10:45 AM – Pediatric Urology Clinic, Testings
Next up was a CP Urodynamics – a cystrogram and cystometrogram. They also checked him for a UTI just in case (they can still get UTI’s even on Bactrim but it’s a rare occurrence). These tests involve a catheter, liquid input and measuring of output. It measures how much liquid the bladder holds, when it releases it, and how much gets released and retained. Colten performed quite well and we are very thankful that we are not needing to catheterize him yet (cathing is very common among those with Spina Bifida – it is often a matter of when to start cathing, not if you will cath – although there are some people that don’t need to at all!).

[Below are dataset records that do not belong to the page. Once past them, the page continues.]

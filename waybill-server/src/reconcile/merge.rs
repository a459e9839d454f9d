//! Protected Merge Engine
//!
//! 把一份上游快照逐字段落到已有订单行上：
//! 台账保护的字段跳过，其余字段以上游为准（包括显式 null 清空）。
//! 单个字段转换失败只影响该字段，整体合并继续。

use chrono::{DateTime, NaiveDate, Utc};

use crate::db::models::{Order, Tour};

use super::ledger;
use super::snapshot::{FieldValue, SnapshotFields};

/// Per-merge tally, logged as the protection summary.
#[derive(Debug, Default, Clone, Copy)]
pub struct MergeReport {
    /// Fields assigned from the snapshot (including null clears).
    pub assigned: usize,
    /// Fields skipped because the ledger protects them.
    pub protected: usize,
    /// Fields skipped because conversion failed.
    pub failed: usize,
}

impl MergeReport {
    fn absorb(&mut self, other: MergeReport) {
        self.assigned += other.assigned;
        self.protected += other.protected;
        self.failed += other.failed;
    }
}

fn apply<T>(
    order: &mut Order,
    field: &'static str,
    value: FieldValue<T>,
    report: &mut MergeReport,
    set: impl FnOnce(&mut Order, Option<T>),
) {
    if matches!(value, FieldValue::Missing) {
        return;
    }
    if ledger::is_protected(order, field) {
        tracing::debug!(order_id = %order.order_id, field, "Protected field skipped during merge");
        report.protected += 1;
        return;
    }
    match value {
        FieldValue::Null => {
            set(order, None);
            report.assigned += 1;
        }
        FieldValue::Value(v) => {
            set(order, Some(v));
            report.assigned += 1;
        }
        FieldValue::Invalid(err) => {
            tracing::warn!(
                order_id = %order.order_id,
                field,
                error = %err,
                "Field conversion failed; local value left unchanged"
            );
            report.failed += 1;
        }
        FieldValue::Missing => unreachable!(),
    }
}

fn present<T>(value: Option<T>) -> FieldValue<T> {
    match value {
        Some(v) => FieldValue::Value(v),
        None => FieldValue::Missing,
    }
}

/// Construct a brand-new order from a snapshot.
///
/// Degenerate merge: nothing is protected yet, so every snapshot field
/// lands as-is.
pub fn order_from_snapshot(
    order_id: &str,
    client_key: &str,
    date: NaiveDate,
    snap: &SnapshotFields,
    now: DateTime<Utc>,
) -> (Order, MergeReport) {
    let mut order = Order::new(order_id, client_key, date);
    order.created_at = now;
    let report = merge_order(&mut order, snap, now);
    (order, report)
}

/// Fold `snap` into `order`, honoring the modification ledger.
///
/// System-owned metadata (`raw_data`, `updated_at`) is always refreshed
/// and never enters `modified_fields`.
pub fn merge_order(order: &mut Order, snap: &SnapshotFields, now: DateTime<Utc>) -> MergeReport {
    let mut report = MergeReport::default();

    order.raw_data = Some(snap.raw().clone());
    order.updated_at = now;

    apply(
        order,
        "order_status",
        snap.string(&["orderStatus"]),
        &mut report,
        |o, v| o.order_status = v.unwrap_or_default(),
    );

    // Location merges at leaf granularity: a protected city survives even
    // when the whole location object is re-sent.
    apply(
        order,
        "location_name",
        snap.string(&["location", "name"]),
        &mut report,
        |o, v| o.location_name = v,
    );
    apply(
        order,
        "location_address",
        snap.string(&["location", "address", "formattedAddress"]),
        &mut report,
        |o, v| o.location_address = v,
    );
    apply(
        order,
        "location_city",
        snap.string(&["location", "address", "city"]),
        &mut report,
        |o, v| o.location_city = v,
    );
    apply(
        order,
        "location_country_code",
        snap.string(&["location", "address", "countryCode"]),
        &mut report,
        |o, v| o.location_country_code = v,
    );
    apply(
        order,
        "location_latitude",
        snap.latitude(),
        &mut report,
        |o, v| o.location_latitude = v,
    );
    apply(
        order,
        "location_longitude",
        snap.longitude(),
        &mut report,
        |o, v| o.location_longitude = v,
    );

    // Fleet fields delivered flat on the snapshot
    apply(
        order,
        "rider_id",
        snap.string(&["riderId"]),
        &mut report,
        |o, v| o.rider_id = v,
    );
    apply(
        order,
        "rider_phone",
        snap.string(&["riderPhone"]),
        &mut report,
        |o, v| o.rider_phone = v,
    );
    apply(
        order,
        "vehicle_id",
        snap.string(&["vehicleId"]),
        &mut report,
        |o, v| o.vehicle_id = v,
    );
    apply(
        order,
        "vehicle_model",
        snap.string(&["vehicleModel"]),
        &mut report,
        |o, v| o.vehicle_model = v,
    );
    apply(
        order,
        "transporter_name",
        snap.string(&["transporterName"]),
        &mut report,
        |o, v| o.transporter_name = v,
    );

    // Task data
    apply(
        order,
        "task_source",
        snap.string(&["taskSource"]),
        &mut report,
        |o, v| o.task_source = v,
    );
    apply(
        order,
        "plan_id",
        snap.string(&["planId"]),
        &mut report,
        |o, v| o.plan_id = v,
    );
    apply(
        order,
        "planned_tour_name",
        snap.string(&["plannedTourName"]),
        &mut report,
        |o, v| o.planned_tour_name = v,
    );
    apply(
        order,
        "sequence_in_batch",
        snap.i32_num(&["sequenceInBatch"]),
        &mut report,
        |o, v| o.sequence_in_batch = v,
    );
    apply(
        order,
        "partially_delivered",
        snap.boolean(&["partiallyDelivered"]),
        &mut report,
        |o, v| o.partially_delivered = v.unwrap_or(false),
    );
    apply(
        order,
        "reassigned",
        snap.boolean(&["reassigned"]),
        &mut report,
        |o, v| o.reassigned = v.unwrap_or(false),
    );
    apply(
        order,
        "rejected",
        snap.boolean(&["rejected"]),
        &mut report,
        |o, v| o.rejected = v.unwrap_or(false),
    );
    apply(
        order,
        "unassigned",
        snap.boolean(&["unassigned"]),
        &mut report,
        |o, v| o.unassigned = v.unwrap_or(false),
    );
    apply(
        order,
        "cancellation_reason",
        snap.string(&["cancellationReason"]),
        &mut report,
        |o, v| o.cancellation_reason = v,
    );

    // Performance metrics
    apply(
        order,
        "tardiness",
        snap.f64_num(&["tardiness"]),
        &mut report,
        |o, v| o.tardiness = v,
    );
    apply(
        order,
        "sla_status",
        snap.string(&["slaStatus"]),
        &mut report,
        |o, v| o.sla_status = v,
    );
    apply(
        order,
        "amount_collected",
        snap.decimal(&["amountCollected"]),
        &mut report,
        |o, v| o.amount_collected = v,
    );
    apply(
        order,
        "effective_tat",
        snap.i64_num(&["effectiveTat"]),
        &mut report,
        |o, v| o.effective_tat = v,
    );
    apply(
        order,
        "allowed_dwell_time",
        snap.i64_num(&["allowedDwellTime"]),
        &mut report,
        |o, v| o.allowed_dwell_time = v,
    );

    // Time tracking
    apply(
        order,
        "eta_updated_on",
        snap.timestamp(&["etaUpdatedOn"]),
        &mut report,
        |o, v| o.eta_updated_on = v,
    );
    apply(
        order,
        "tour_updated_on",
        snap.timestamp(&["tourUpdatedOn"]),
        &mut report,
        |o, v| o.tour_updated_on = v,
    );
    apply(
        order,
        "initial_assignment_at",
        snap.timestamp(&["initialAssignmentAt"]),
        &mut report,
        |o, v| o.initial_assignment_at = v,
    );
    apply(
        order,
        "initial_assignment_by",
        snap.string(&["initialAssignmentBy"]),
        &mut report,
        |o, v| o.initial_assignment_by = v,
    );
    apply(
        order,
        "completed_on",
        snap.timestamp(&["orderMetadata", "homebaseCompleteOn"]),
        &mut report,
        |o, v| o.completed_on = v,
    );

    // Additional metadata
    apply(
        order,
        "task_time_slot",
        snap.string(&["taskTimeSlot"]),
        &mut report,
        |o, v| o.task_time_slot = v,
    );
    apply(
        order,
        "skills",
        snap.string_list(&["skills"]),
        &mut report,
        |o, v| o.skills = v.unwrap_or_default(),
    );
    apply(
        order,
        "tags",
        snap.string_list(&["tags"]),
        &mut report,
        |o, v| o.tags = v.unwrap_or_default(),
    );
    apply(
        order,
        "custom_fields",
        snap.object(&["customFields"]),
        &mut report,
        |o, v| o.custom_fields = v,
    );

    report.absorb(merge_tour_linkage(order, snap));

    log_protection_summary(order, &report);
    report
}

/// Fold the snapshot's `tourDetail` block into the order's tour linkage,
/// parsing the tour id into its components (each leaf individually
/// protected).
fn merge_tour_linkage(order: &mut Order, snap: &SnapshotFields) -> MergeReport {
    let mut report = MergeReport::default();
    let Some(detail) = snap.tour_detail() else {
        return report;
    };

    if let Some(tour_id) = detail.tour_id {
        if ledger::is_protected(order, "tour_id") {
            tracing::debug!(order_id = %order.order_id, field = "tour_id", "Protected field skipped during merge");
            report.protected += 1;
        } else {
            let parsed = Tour::parse_tour_id(&tour_id);
            order.tour_id = Some(tour_id);
            report.assigned += 1;

            if let Some(parsed) = parsed {
                apply(
                    order,
                    "tour_date",
                    FieldValue::Value(parsed.tour_date),
                    &mut report,
                    |o, v| o.tour_date = v,
                );
                apply(
                    order,
                    "tour_plan_id",
                    FieldValue::Value(parsed.plan_id),
                    &mut report,
                    |o, v| o.tour_plan_id = v,
                );
                apply(
                    order,
                    "tour_name",
                    FieldValue::Value(parsed.tour_name),
                    &mut report,
                    |o, v| o.tour_name = v,
                );
                apply(
                    order,
                    "tour_number",
                    FieldValue::Value(parsed.tour_number),
                    &mut report,
                    |o, v| o.tour_number = v,
                );
            }
        }
    }

    apply(
        order,
        "rider_name",
        present(detail.rider_name),
        &mut report,
        |o, v| o.rider_name = v,
    );
    apply(
        order,
        "vehicle_registration",
        present(detail.vehicle_registration),
        &mut report,
        |o, v| o.vehicle_registration = v,
    );

    report
}

fn log_protection_summary(order: &Order, report: &MergeReport) {
    if report.protected > 0 {
        tracing::info!(
            order_id = %order.order_id,
            assigned = report.assigned,
            protected = report.protected,
            failed = report.failed,
            "Merge kept protected fields"
        );
    } else {
        tracing::debug!(
            order_id = %order.order_id,
            assigned = report.assigned,
            failed = report.failed,
            "Merge applied snapshot"
        );
    }
}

11:45 AM – Pediatric Urology Clinic, Follow-Up Appointment
Dr. Wan came in and reviewed the results of the ultrasounds (all looks GREAT!) and the urodynamics tests (again – GREAT!). Then he did some palpating on Colten in the nether regions, as one of Colten’s “buddies” was playing hide and seek at the last appointment. That one little buddy must have found quite the hiding spot because it has not come down to play yet. Since he is over a year, it is protocol that the doctor jumps into the game and goes to seek out this sneaky little buddy. Hence, surgery Monday. It is laproscopic outpatient surgery, although depending on what they find when they get in there, it could mean 2 incisions or a few more. It could also mean part one on Monday and part two in six months. I’m not sure I understand all of the variables, so I’m not going to bore you with any of them. Once they see what’s in there, then they decide what to do and what happens next.
So that was our day. We hope yours was WAY more fun!